WORKING DATA Start Marker

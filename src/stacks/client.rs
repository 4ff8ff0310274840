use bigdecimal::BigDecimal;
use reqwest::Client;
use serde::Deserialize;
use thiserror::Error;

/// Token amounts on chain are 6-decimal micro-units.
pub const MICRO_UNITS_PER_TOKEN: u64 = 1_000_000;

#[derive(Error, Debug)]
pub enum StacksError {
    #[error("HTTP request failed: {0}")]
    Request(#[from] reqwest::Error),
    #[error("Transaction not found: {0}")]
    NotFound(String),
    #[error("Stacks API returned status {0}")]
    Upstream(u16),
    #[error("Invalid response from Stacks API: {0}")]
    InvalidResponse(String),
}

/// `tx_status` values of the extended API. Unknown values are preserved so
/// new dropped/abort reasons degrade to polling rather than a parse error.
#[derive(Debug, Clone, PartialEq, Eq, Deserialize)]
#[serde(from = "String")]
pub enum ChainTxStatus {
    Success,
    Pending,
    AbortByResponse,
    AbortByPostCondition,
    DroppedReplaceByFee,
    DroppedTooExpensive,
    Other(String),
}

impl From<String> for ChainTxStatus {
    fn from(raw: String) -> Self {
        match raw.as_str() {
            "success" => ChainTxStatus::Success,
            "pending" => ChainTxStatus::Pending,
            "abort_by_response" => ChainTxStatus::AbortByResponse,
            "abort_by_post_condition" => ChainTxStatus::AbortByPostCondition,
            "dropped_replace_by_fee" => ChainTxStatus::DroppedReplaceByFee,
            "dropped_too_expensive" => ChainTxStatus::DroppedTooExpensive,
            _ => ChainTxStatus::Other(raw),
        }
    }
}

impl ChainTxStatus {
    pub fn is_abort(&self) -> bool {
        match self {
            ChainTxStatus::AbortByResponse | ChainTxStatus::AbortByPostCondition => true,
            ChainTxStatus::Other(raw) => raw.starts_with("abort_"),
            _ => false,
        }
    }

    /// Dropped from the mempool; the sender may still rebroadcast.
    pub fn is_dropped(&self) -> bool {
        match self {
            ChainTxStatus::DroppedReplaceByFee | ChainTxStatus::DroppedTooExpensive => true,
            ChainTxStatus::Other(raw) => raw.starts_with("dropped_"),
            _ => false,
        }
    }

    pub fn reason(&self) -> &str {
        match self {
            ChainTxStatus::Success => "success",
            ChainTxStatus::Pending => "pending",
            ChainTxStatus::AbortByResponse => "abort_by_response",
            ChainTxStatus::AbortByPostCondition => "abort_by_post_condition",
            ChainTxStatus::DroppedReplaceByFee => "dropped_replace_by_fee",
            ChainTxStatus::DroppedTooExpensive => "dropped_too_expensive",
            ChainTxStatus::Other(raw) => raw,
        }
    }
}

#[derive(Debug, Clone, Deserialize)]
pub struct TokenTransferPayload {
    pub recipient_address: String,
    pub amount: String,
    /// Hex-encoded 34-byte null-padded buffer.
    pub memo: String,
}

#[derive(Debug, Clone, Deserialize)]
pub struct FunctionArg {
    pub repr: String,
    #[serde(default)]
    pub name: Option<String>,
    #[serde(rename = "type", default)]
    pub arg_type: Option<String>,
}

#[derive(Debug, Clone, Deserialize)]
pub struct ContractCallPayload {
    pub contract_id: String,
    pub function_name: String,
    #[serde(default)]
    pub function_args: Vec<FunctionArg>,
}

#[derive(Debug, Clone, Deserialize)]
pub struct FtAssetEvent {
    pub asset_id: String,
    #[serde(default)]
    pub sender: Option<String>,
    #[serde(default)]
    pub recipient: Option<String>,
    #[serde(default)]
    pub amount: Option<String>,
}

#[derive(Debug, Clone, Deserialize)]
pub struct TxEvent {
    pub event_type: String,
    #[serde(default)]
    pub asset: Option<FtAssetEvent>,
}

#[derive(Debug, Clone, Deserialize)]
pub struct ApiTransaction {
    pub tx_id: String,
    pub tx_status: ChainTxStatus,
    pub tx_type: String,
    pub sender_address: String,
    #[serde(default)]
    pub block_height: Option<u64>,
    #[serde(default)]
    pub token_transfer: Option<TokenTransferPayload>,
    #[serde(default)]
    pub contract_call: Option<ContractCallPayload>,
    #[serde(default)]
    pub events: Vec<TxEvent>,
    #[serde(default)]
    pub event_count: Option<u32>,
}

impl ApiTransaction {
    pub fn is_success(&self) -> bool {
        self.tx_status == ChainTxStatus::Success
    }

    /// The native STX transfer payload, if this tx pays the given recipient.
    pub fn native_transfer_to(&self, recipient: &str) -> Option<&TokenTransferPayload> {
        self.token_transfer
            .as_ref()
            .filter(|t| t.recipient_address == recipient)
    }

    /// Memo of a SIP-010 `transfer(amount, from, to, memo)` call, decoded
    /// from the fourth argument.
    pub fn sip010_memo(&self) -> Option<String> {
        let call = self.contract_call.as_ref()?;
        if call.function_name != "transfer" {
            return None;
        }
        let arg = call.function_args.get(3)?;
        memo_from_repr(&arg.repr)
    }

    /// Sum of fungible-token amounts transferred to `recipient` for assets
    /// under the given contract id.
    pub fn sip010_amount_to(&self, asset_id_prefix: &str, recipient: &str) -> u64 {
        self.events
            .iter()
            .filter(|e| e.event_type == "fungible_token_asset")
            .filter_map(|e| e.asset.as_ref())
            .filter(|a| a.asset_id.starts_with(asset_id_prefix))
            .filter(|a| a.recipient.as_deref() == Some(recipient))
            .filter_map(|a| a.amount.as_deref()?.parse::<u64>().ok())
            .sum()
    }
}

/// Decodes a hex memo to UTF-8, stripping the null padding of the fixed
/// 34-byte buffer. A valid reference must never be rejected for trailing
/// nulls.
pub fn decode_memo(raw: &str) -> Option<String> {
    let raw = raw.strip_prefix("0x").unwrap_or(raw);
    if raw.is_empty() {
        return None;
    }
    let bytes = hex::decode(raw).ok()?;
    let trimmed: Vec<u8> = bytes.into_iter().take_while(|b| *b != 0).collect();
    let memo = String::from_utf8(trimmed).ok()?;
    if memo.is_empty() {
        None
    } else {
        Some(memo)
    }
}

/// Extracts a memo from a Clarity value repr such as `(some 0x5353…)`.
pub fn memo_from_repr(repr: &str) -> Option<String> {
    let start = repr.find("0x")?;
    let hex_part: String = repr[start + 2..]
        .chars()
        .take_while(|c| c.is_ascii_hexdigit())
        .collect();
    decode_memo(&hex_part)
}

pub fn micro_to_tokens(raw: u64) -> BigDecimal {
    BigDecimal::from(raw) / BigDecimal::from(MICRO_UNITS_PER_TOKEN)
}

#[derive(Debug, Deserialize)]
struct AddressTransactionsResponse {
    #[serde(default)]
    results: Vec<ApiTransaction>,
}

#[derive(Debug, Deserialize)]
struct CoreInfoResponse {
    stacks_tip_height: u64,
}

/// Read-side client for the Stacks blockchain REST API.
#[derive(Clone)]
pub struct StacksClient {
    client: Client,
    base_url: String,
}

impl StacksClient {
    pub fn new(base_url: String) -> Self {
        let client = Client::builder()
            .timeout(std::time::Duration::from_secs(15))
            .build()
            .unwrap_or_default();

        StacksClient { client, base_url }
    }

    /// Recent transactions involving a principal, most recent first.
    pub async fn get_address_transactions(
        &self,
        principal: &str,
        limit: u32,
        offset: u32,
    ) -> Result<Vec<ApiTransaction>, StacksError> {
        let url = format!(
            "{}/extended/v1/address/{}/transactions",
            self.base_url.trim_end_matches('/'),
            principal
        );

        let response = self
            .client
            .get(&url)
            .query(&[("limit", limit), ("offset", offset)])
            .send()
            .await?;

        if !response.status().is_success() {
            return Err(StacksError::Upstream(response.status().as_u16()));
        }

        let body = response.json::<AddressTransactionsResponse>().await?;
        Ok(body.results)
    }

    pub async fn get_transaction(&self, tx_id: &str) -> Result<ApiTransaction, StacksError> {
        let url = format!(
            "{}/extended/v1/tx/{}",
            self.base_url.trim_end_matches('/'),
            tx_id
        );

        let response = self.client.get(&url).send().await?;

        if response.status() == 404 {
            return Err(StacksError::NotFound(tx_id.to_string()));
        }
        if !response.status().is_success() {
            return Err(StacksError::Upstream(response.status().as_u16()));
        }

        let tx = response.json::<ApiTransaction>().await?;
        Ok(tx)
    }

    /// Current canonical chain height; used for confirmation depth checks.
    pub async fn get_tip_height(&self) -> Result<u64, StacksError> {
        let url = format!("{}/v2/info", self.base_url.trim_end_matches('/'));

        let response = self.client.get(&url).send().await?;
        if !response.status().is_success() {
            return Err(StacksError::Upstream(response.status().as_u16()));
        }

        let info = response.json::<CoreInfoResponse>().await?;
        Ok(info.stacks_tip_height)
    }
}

WORKING DATA End Marker

DIRECTIONS FOR THIS TASK:
If a line of the records above includes the word "bool", count it; state the final number with no other words.

RESPONSE:
3